WHAT NEEDS TO BE DONE.
There is one span to output from the data below: the lines starting at the line with "#[derive(Debug, Clone)]" and ending at the line with "to be stored". Output it exactly, ends included, nothing more.

++++

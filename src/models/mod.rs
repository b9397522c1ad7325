// Start of file: /src/models/mod.rs

/*
    * Domain models: packages, questions, typed responses and the
    * users / permissions that guard them.
*/

pub mod flow;
pub mod question;
pub mod response;
pub mod user;
pub mod value;

pub use flow::{Flow, FlowDraft, FlowVersion, NewFlow};
pub use question::{FlowQuestion, NewQuestion, QuestionType};
pub use response::{FlowResponse, NewFlowResponse};
pub use user::{generate_token_key, Permission, User};
pub use value::{TypedValue, ValueType};

// End of file: /src/models/mod.rs
pub mod handler;
pub mod routes;

pub use routes::health_routes;
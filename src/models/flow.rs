use chrono::{DateTime, Utc};
use uuid::Uuid;

use crate::utils::pagination::{Position, Positioned};
use crate::utils::validation::ErrorTree;

const MAX_LENGTH: usize = 255;
const LANGUAGE_LENGTH: usize = 3;
const NAME_RULE: &str = "can only contain lowercase, alphanumeric characters and '-', '_', '.'";

/// Versions of the Flow Results specification this service accepts
#[derive(Debug, Clone, Copy, PartialEq, Eq, Hash)]
pub enum FlowVersion {
    V1_0_0Rc1,
}

impl FlowVersion {
    pub fn as_str(self) -> &'static str {
        match self {
            Self::V1_0_0Rc1 => "1.0.0-rc1",
        }
    }

    pub fn parse(value: &str) -> Result<Self, String> {
        match value {
            "1.0.0-rc1" => Ok(Self::V1_0_0Rc1),
            other => Err(format!("Value '{other}' is not a valid choice.")),
        }
    }
}

/// A stored package
#[derive(Debug, Clone, PartialEq)]
pub struct Flow {
    pub primary_key: i64,
    pub id: Uuid,
    pub name: String,
    pub version: FlowVersion,
    pub created: DateTime<Utc>,
    pub modified: DateTime<Utc>,
    pub title: String,
    pub language: String,
}

impl Positioned for Flow {
    fn position(&self) -> Position {
        Position {
            timestamp: self.modified,
            key: self.primary_key,
        }
    }
}

/// Raw package fields, before model checks
#[derive(Debug, Clone)]
pub struct FlowDraft {
    pub id: Uuid,
    pub name: String,
    pub version: String,
    pub created: DateTime<Utc>,
    pub modified: DateTime<Utc>,
    pub title: String,
    pub language: String,
}

/// A validated package waiting to be stored
#[derive(Debug, Clone, PartialEq)]
pub struct NewFlow {
    pub id: Uuid,
    pub name: String,
    pub version: FlowVersion,
    pub created: DateTime<Utc>,
    pub modified: DateTime<Utc>,
    pub title: String,
    pub language: String,
}

impl FlowDraft {
    /// Model-level checks. Errors are keyed by model field name
    /// (`name`, `version`, `title`, `language`).
    pub fn clean(self) -> Result<NewFlow, ErrorTree> {
        let mut errors: ErrorTree = ErrorTree::new();

        check_max_length(&mut errors, "name", &self.name, MAX_LENGTH);
        if !is_valid_name(&self.name) {
            errors.add("name", NAME_RULE);
        }

        check_max_length(&mut errors, "title", &self.title, MAX_LENGTH);

        // blank, or exactly three characters
        let language_length: usize = self.language.chars().count();
        if language_length > 0 && language_length < LANGUAGE_LENGTH {
            errors.add(
                "language",
                format!("Ensure this value has at least {LANGUAGE_LENGTH} characters (it has {language_length})."),
            );
        }
        check_max_length(&mut errors, "language", &self.language, LANGUAGE_LENGTH);

        let version: Option<FlowVersion> = errors.check("version", FlowVersion::parse(&self.version));

        match version {
            Some(version) => errors.finish(NewFlow {
                id: self.id,
                name: self.name,
                version,
                created: self.created,
                modified: self.modified,
                title: self.title,
                language: self.language,
            }),
            None => Err(errors),
        }
    }
}

fn check_max_length(errors: &mut ErrorTree, field: &str, value: &str, max: usize) {
    let length: usize = value.chars().count();
    if length > max {
        errors.add(
            field,
            format!("Ensure this value has at most {max} characters (it has {length})."),
        );
    }
}

fn is_valid_name(name: &str) -> bool {
    name.chars()
        .all(|c| c.is_ascii_lowercase() || c.is_ascii_digit() || matches!(c, '-' | '_' | '.'))
}
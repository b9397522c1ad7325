//! tests/global_errors/400.rs
//! Ensures that requests for hosts outside ALLOWED_HOSTS are rejected.

#[path = "../mod.rs"]
mod common;

use reqwest::StatusCode;
use serde_json::{json, Value};

#[tokio::test]
async fn returns_400_for_disallowed_host() {
    let app = common::spawn_app().await;

    let resp: reqwest::Response = app
        .client
        .get(app.url("/health/"))
        .header("Host", "evil.example.com")
        .send()
        .await
        .expect("Failed to execute request.");

    assert_eq!(resp.status(), StatusCode::BAD_REQUEST);
    assert_eq!(
        resp.json::<Value>().await.unwrap(),
        json!({"detail": "Invalid HTTP_HOST header: 'evil.example.com'."})
    );
}

#[tokio::test]
async fn wildcard_hosts_accept_anything() {
    let app = common::spawn_app_with(&[("ALLOWED_HOSTS", "*")]).await;

    let resp: reqwest::Response = app
        .client
        .get(app.url("/health/"))
        .header("Host", "anything.example.org")
        .send()
        .await
        .expect("Failed to execute request.");

    assert_eq!(resp.status(), StatusCode::OK);
}
pub mod memory_store;
pub mod postgres_service;
pub mod store;

pub use memory_store::MemoryStore;
pub use postgres_service::PgStore;
pub use store::{FlowStore, ResponseFilter, StoreError, StoreResult};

++++

RESULT OF THE EXERCISE.
#[derive(Debug, Clone)]
pub struct FlowDraft {
    pub id: Uuid,
    pub name: String,
    pub version: String,
    pub created: DateTime<Utc>,
    pub modified: DateTime<Utc>,
    pub title: String,
    pub language: String,
}

/// A validated package waiting to be stored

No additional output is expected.